# WLAN repeater mit LAN am PC anschließen



## iLcK (17. Januar 2018)

*WLAN repeater mit LAN am PC anschließen*

Und zwar hätte ich eine Frage, mein PC besitzt nur LAN und da man bei dem AVM FRITZ!WLAN Repeater 450 ein LAN Kabel anstecken kann,  wollte ich fragen ob das dann wenn ich den Repeater mit einem LAN Kabel am PC verbinde,  es ohne Probleme funktioniert.


----------



## DKK007 (18. Januar 2018)

*AW: WLAN repeater mit LAN am PC anschließen*

Wie wäre es einfach mit einem LAN-Kabel zum Router oder einem WLAN-Stick?


----------



## iLcK (18. Januar 2018)

*AW: WLAN repeater mit LAN am PC anschließen*

Router ist im EG und PC im 1. OG würde gerne eine LAN Verbindung haben.


----------



## Matusalem (18. Januar 2018)

*AW: WLAN repeater mit LAN am PC anschließen*

Ja und nein.

Die Konstellation welche Du Dir vorstellst wird unterstützt, siehe folgender Link von AVM:
FRITZ!WLAN Repeater per WLAN mit Router (z.B. FRITZ!Box) verbinden | FRITZ!WLAN Repeater 450E | AVM Deutschland

Ob es ohne Probleme funktioniert ist bei WLAN ungewiss. Wenn Du keine hohen/besonderen Ansprüche hast, wird es sehr wahrscheinlich zu Deiner Zufriedenheit funktionieren.
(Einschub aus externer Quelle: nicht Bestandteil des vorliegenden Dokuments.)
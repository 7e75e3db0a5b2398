use anyhow::{Result, anyhow};

/// One batch of rows, addressed by 1-based inclusive row numbers.
#[derive(Debug, Clone, Copy, PartialEq, Eq)]
pub struct RowBatch {
    pub first_row: u64,
    pub last_row: u64,
}

impl RowBatch {
    pub fn len(&self) -> u64 {
        self.last_row - self.first_row + 1
    }

    pub fn row_numbers(self) -> impl Iterator<Item = u64> {
        self.first_row..=self.last_row
    }
}

#[derive(Debug, Clone, Copy)]
pub struct RowBatchSlicer {
    total_rows: u64,
    batch_size: u64,
}

impl RowBatchSlicer {
    pub fn new(total_rows: u64, batch_size: u64) -> Result<Self> {
        if total_rows == 0 {
            return Err(anyhow!("Total rows must be greater than 0"));
        }
        if batch_size == 0 {
            return Err(anyhow!("Batch size must be greater than 0"));
        }

        Ok(Self {
            total_rows,
            batch_size,
        })
    }

    pub fn total_rows(&self) -> u64 {
        self.total_rows
    }

    pub fn batch_size(&self) -> u64 {
        self.batch_size
    }

    pub fn batch_count(&self) -> u64 {
        self.total_rows.div_ceil(self.batch_size)
    }

    pub fn iter_batches(&self) -> impl Iterator<Item = RowBatch> + '_ {
        (0..self.total_rows)
            .step_by(self.batch_size as usize)
            .map(move |offset| RowBatch {
                first_row: offset + 1,
                last_row: (offset + self.batch_size).min(self.total_rows),
            })
    }
}

#[cfg(test)]
mod tests {
    use super::{RowBatch, RowBatchSlicer};

    fn ranges(total_rows: u64, batch_size: u64) -> Vec<(u64, u64)> {
        RowBatchSlicer::new(total_rows, batch_size)
            .expect("slicer should be created")
            .iter_batches()
            .map(|batch| (batch.first_row, batch.last_row))
            .collect()
    }

    #[test]
    fn iter_batches_keeps_short_last_batch() {
        assert_eq!(ranges(10, 3), vec![(1, 3), (4, 6), (7, 9), (10, 10)]);

        let sizes = RowBatchSlicer::new(10, 3)
            .expect("slicer should be created")
            .iter_batches()
            .map(|batch| batch.len())
            .collect::<Vec<_>>();
        assert_eq!(sizes, vec![3, 3, 3, 1]);
    }

    #[test]
    fn batch_larger_than_total_yields_single_batch() {
        assert_eq!(ranges(5, 10), vec![(1, 5)]);
    }

    #[test]
    fn evenly_divisible_total_has_no_trailing_batch() {
        assert_eq!(ranges(6, 2), vec![(1, 2), (3, 4), (5, 6)]);
    }

    #[test]
    fn batch_count_matches_ceiling_division() {
        for total_rows in 1..=40u64 {
            for batch_size in 1..=12u64 {
                let slicer =
                    RowBatchSlicer::new(total_rows, batch_size).expect("slicer should be created");
                let expected = (total_rows + batch_size - 1) / batch_size;
                assert_eq!(slicer.batch_count(), expected);
                assert_eq!(slicer.iter_batches().count() as u64, expected);
            }
        }
    }

    #[test]
    fn batches_partition_all_rows_in_order() {
        for total_rows in 1..=40u64 {
            for batch_size in 1..=12u64 {
                let slicer =
                    RowBatchSlicer::new(total_rows, batch_size).expect("slicer should be created");
                let covered = slicer
                    .iter_batches()
                    .flat_map(|batch: RowBatch| batch.row_numbers())
                    .collect::<Vec<_>>();
                assert_eq!(covered, (1..=total_rows).collect::<Vec<_>>());
                assert!(slicer.iter_batches().all(|batch| batch.len() > 0));
            }
        }
    }

    #[test]
    fn rejects_zero_total_rows() {
        let error = RowBatchSlicer::new(0, 10).expect_err("zero rows should be rejected");
        assert!(error.to_string().contains("Total rows must be greater than 0"));
    }

    #[test]
    fn rejects_zero_batch_size() {
        let error = RowBatchSlicer::new(10, 0).expect_err("zero batch size should be rejected");
        assert!(error.to_string().contains("Batch size must be greater than 0"));
    }
}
P.S.: Für die Verbindung macht es keinen großen Unterschied ob Du einen USB WLAN Adapter am PC oder den WLAN Repeater mit LAN Kabel verwendest. Die WLAN Verbindung dürfte das langsamste Glied in der Kette sein. Mit einem WLAN Repeater und einem LAN Kabel, kannst Du versuchen den Repeater optimaler zu positionieren, um ein paar Mbit/s herauszuholen. Ob das eventuell Sinn macht und wo ein guter Standort für den Repeater ist, könntest Du per WLAN Analyzer Smartphone App vorher ausmessen.


----------